In the 2025 season, Hajrullahu had one of the best seasons in team and league history. On June 20, 2025, he kicked the second-longest field goal in team history, which he did again on October 18, 2025. On September 26, 2025, he matched a CFL record when he kicked three field goals of at least 50 yards in one game. In the last game of the season, he kicked his 57th field goal of the year, which was a franchise record, and the fifth most in league history. That same field goal was his 12th of the season to be at least 50 yards, which set a new CFL single-season record. His 208 points was the second most in team history. He finished the year having connected on 57 of 64 field goal attempts and was 32 of 33 on convert attempts.

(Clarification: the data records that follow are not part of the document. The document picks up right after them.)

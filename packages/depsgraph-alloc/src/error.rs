//! Error types for depsgraph-alloc

use thiserror::Error;

/// Allocation ledger errors
#[derive(Debug, Clone, PartialEq, Eq, Error)]
pub enum AllocError {
    /// The configured byte budget would be exceeded
    #[error("Out of memory: requested {requested} bytes with {in_use} in use (limit {limit})")]
    OutOfMemory {
        requested: usize,
        in_use: usize,
        limit: usize,
    },

    /// Blocks were still allocated when the ledger was finished in fail-on-leak mode
    #[error("Memory leak detected: {blocks} blocks, {bytes} bytes not freed")]
    Leaked { blocks: usize, bytes: usize },
}

/// Result type for allocation operations
pub type Result<T> = std::result::Result<T, AllocError>;
//! Directed edges between operations

use std::fmt;
use std::ops::{BitOr, BitOrAssign};

use super::keys::OperationId;
use depsgraph_alloc::BlockHandle;

#[derive(Debug, Clone, Copy, Default, PartialEq, Eq, Hash)]
pub struct RelationFlags(u32);

impl RelationFlags {
    pub const NONE: RelationFlags = RelationFlags(0);
    /// Closes a dependency cycle; ignored for ordering
    pub const CYCLIC: RelationFlags = RelationFlags(1 << 0);
    /// Updates never travel over this relation
    pub const NO_FLUSH: RelationFlags = RelationFlags(1 << 1);
    /// Reuse an existing relation with the same endpoints and name
    pub const CHECK_BEFORE_ADD: RelationFlags = RelationFlags(1 << 2);
    /// Only user edits travel over this relation
    pub const FLUSH_USER_EDIT_ONLY: RelationFlags = RelationFlags(1 << 3);

    #[inline]
    pub fn contains(&self, other: RelationFlags) -> bool {
        self.0 & other.0 == other.0
    }

    #[inline]
    pub fn insert(&mut self, other: RelationFlags) {
        self.0 |= other.0;
    }
}

impl BitOr for RelationFlags {
    type Output = RelationFlags;

    fn bitor(self, rhs: Self) -> Self::Output {
        RelationFlags(self.0 | rhs.0)
    }
}

impl BitOrAssign for RelationFlags {
    fn bitor_assign(&mut self, rhs: Self) {
        self.0 |= rhs.0;
    }
}

/// Where a relation starts
#[derive(Debug, Clone, Copy, PartialEq, Eq, Hash)]
pub enum RelationSource {
    TimeSource,
    Operation(OperationId),
}

impl RelationSource {
    pub fn operation(&self) -> Option<OperationId> {
        match self {
            Self::TimeSource => None,
            Self::Operation(op) => Some(*op),
        }
    }
}

impl fmt::Display for RelationSource {
    fn fmt(&self, f: &mut fmt::Formatter<'_>) -> fmt::Result {
        match self {
            Self::TimeSource => f.write_str("time"),
            Self::Operation(op) => write!(f, "{}", op),
        }
    }
}

/// `to` must run after `from`
#[derive(Debug)]
pub struct Relation {
    pub from: RelationSource,
    pub to: OperationId,
    pub name: String,
    pub flags: RelationFlags,
    pub(crate) block: BlockHandle,
}

impl Relation {
    pub fn is_cyclic(&self) -> bool {
        self.flags.contains(RelationFlags::CYCLIC)
    }
}
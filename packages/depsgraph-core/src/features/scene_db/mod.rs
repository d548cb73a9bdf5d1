//! Scene database feature
//!
//! Entity model (domain), the read-only [`SceneDatabase`] port the builders
//! consume, and the in-memory [`SceneArena`] implementation.

pub mod domain;
pub mod infrastructure;
pub mod ports;

pub use domain::*;
pub use infrastructure::SceneArena;
pub use ports::SceneDatabase;
//! Scene fixtures
//!
//! Small hand-built databases covering the shapes the builder has to cope
//! with: shared datablocks, double build paths and reference cycles.

use depsgraph_core::features::scene_db::{
    AnimData, Base, CameraData, CollectionData, EntityData, GeometryData, LayerCollection,
    NodeTreeData, ObjectData, SceneArena, SceneData, ShadingData, TreeNode, ViewLayer,
    SCEMODE_DO_COMPOSITE,
};
use depsgraph_core::features::node_registry::Graph;
use depsgraph_core::{EntityId, EvaluationMode};
use depsgraph_alloc::GuardedAllocator;
use std::sync::Arc;

pub const VIEW_LAYER: &str = "ViewLayer";

/// Empty graph backed by a fresh unlimited allocator
pub fn new_graph() -> (Graph, Arc<GuardedAllocator>) {
    let alloc = Arc::new(GuardedAllocator::new());
    (Graph::new(EvaluationMode::Viewport, alloc.clone()), alloc)
}

// ============================================================
// Compositor scene
// ============================================================

/// Scene with compositing enabled, an animated scene action and a
/// compositor tree; no camera, audio or sequencer
pub struct CompositorScene {
    pub db: SceneArena,
    pub scene: EntityId,
    pub tree: EntityId,
    pub action: EntityId,
}

pub fn compositor_scene() -> CompositorScene {
    let mut db = SceneArena::new();
    let action = db.add_data("ACSceneAction", EntityData::Action);
    let tree = db.add_node_tree(
        "NTCompositing",
        NodeTreeData {
            nodes: vec![TreeNode::new("Render Layers", None), TreeNode::new("Composite", None)],
        },
    );
    let mut scene_data = SceneData {
        view_layers: vec![ViewLayer::new(VIEW_LAYER)],
        compositor_tree: Some(tree),
        ..Default::default()
    };
    scene_data.render.scemode = SCEMODE_DO_COMPOSITE;
    let scene = db.add_scene("SCScene", scene_data);
    if let Some(entity) = db.get_mut(scene) {
        entity.anim_data = Some(AnimData {
            action: Some(action),
            ..Default::default()
        });
    }
    CompositorScene { db, scene, tree, action }
}

/// Compositor scene whose tree has a node pointing back at the scene
pub fn self_referencing_scene() -> CompositorScene {
    let mut fixture = compositor_scene();
    let scene = fixture.scene;
    if let Some(tree) = fixture.db.node_tree_mut(fixture.tree) {
        tree.nodes.push(TreeNode::new("Defocus", Some(scene)));
    }
    fixture
}

// ============================================================
// Cube scene
// ============================================================

/// Default startup scene: cube with mesh and material, camera, light,
/// all in one collection linked into the view layer
pub struct CubeScene {
    pub db: SceneArena,
    pub scene: EntityId,
    pub collection: EntityId,
    pub cube: EntityId,
    pub mesh: EntityId,
    pub material: EntityId,
    pub camera: EntityId,
    pub camera_data: EntityId,
    pub lamp: EntityId,
    pub light_data: EntityId,
}

pub fn cube_scene() -> CubeScene {
    let mut db = SceneArena::new();
    let material = db.add_data("MAMaterial", EntityData::Material(ShadingData::default()));
    let mesh = db.add_data(
        "MECube",
        EntityData::Mesh(GeometryData {
            materials: vec![material],
        }),
    );
    let cube = db.add_object(
        "OBCube",
        ObjectData {
            data: Some(mesh),
            ..Default::default()
        },
    );
    let camera_data = db.add_data("CACamera", EntityData::Camera(CameraData::default()));
    let camera = db.add_object(
        "OBCamera",
        ObjectData {
            data: Some(camera_data),
            ..Default::default()
        },
    );
    let light_data = db.add_data("LALight", EntityData::Light(ShadingData::default()));
    let lamp = db.add_object(
        "OBLight",
        ObjectData {
            data: Some(light_data),
            ..Default::default()
        },
    );
    let collection = db.add_collection(
        "Collection",
        CollectionData {
            objects: vec![cube, camera, lamp],
            ..Default::default()
        },
    );

    let mut layer = ViewLayer::new(VIEW_LAYER);
    layer.bases = vec![Base::new(cube), Base::new(camera), Base::new(lamp)];
    layer.layer_collections = vec![LayerCollection::new(collection)];
    let scene = db.add_scene(
        "SCScene",
        SceneData {
            view_layers: vec![layer],
            camera: Some(camera),
            master_collection: Some(collection),
            ..Default::default()
        },
    );

    CubeScene {
        db,
        scene,
        collection,
        cube,
        mesh,
        material,
        camera,
        camera_data,
        lamp,
        light_data,
    }
}

/// Add an object parented to `parent` and give it a base in the view layer
pub fn add_child_object(db: &mut SceneArena, scene: EntityId, name: &str, parent: EntityId) -> EntityId {
    let child = db.add_object(
        name,
        ObjectData {
            parent: Some(parent),
            ..Default::default()
        },
    );
    if let Some(layer) = db
        .scene_mut(scene)
        .and_then(|s| s.view_layers.iter_mut().find(|vl| vl.name == VIEW_LAYER))
    {
        layer.bases.push(Base::new(child));
    }
    child
}

/// Scene with one view layer holding the given objects as bases
pub fn scene_with_objects(db: &mut SceneArena, name: &str, objects: &[EntityId]) -> EntityId {
    let mut layer = ViewLayer::new(VIEW_LAYER);
    layer.bases = objects.iter().map(|ob| Base::new(*ob)).collect();
    db.add_scene(
        name,
        SceneData {
            view_layers: vec![layer],
            ..Default::default()
        },
    )
}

At the end of the year, he was named a CFL All-Star for the first time in his career and was named the East Division nominee for the CFL's Most Outstanding Special Teams Player

==Personal life==
Hajrullahu is married to Deniza Januzi. The couple met while attending university, and married in 2017. Deniza emigrated to Canada from Kosovo escaping war under similar circumstances as her husband. She graduated from the Ivey School of Business at the University of Western Ontario, receiving her undergraduate degree in Honours Business Administration and afterwards a Master of Business Administration (MBA) degree from the Lazaridis School of Business and Economics at Laurier University.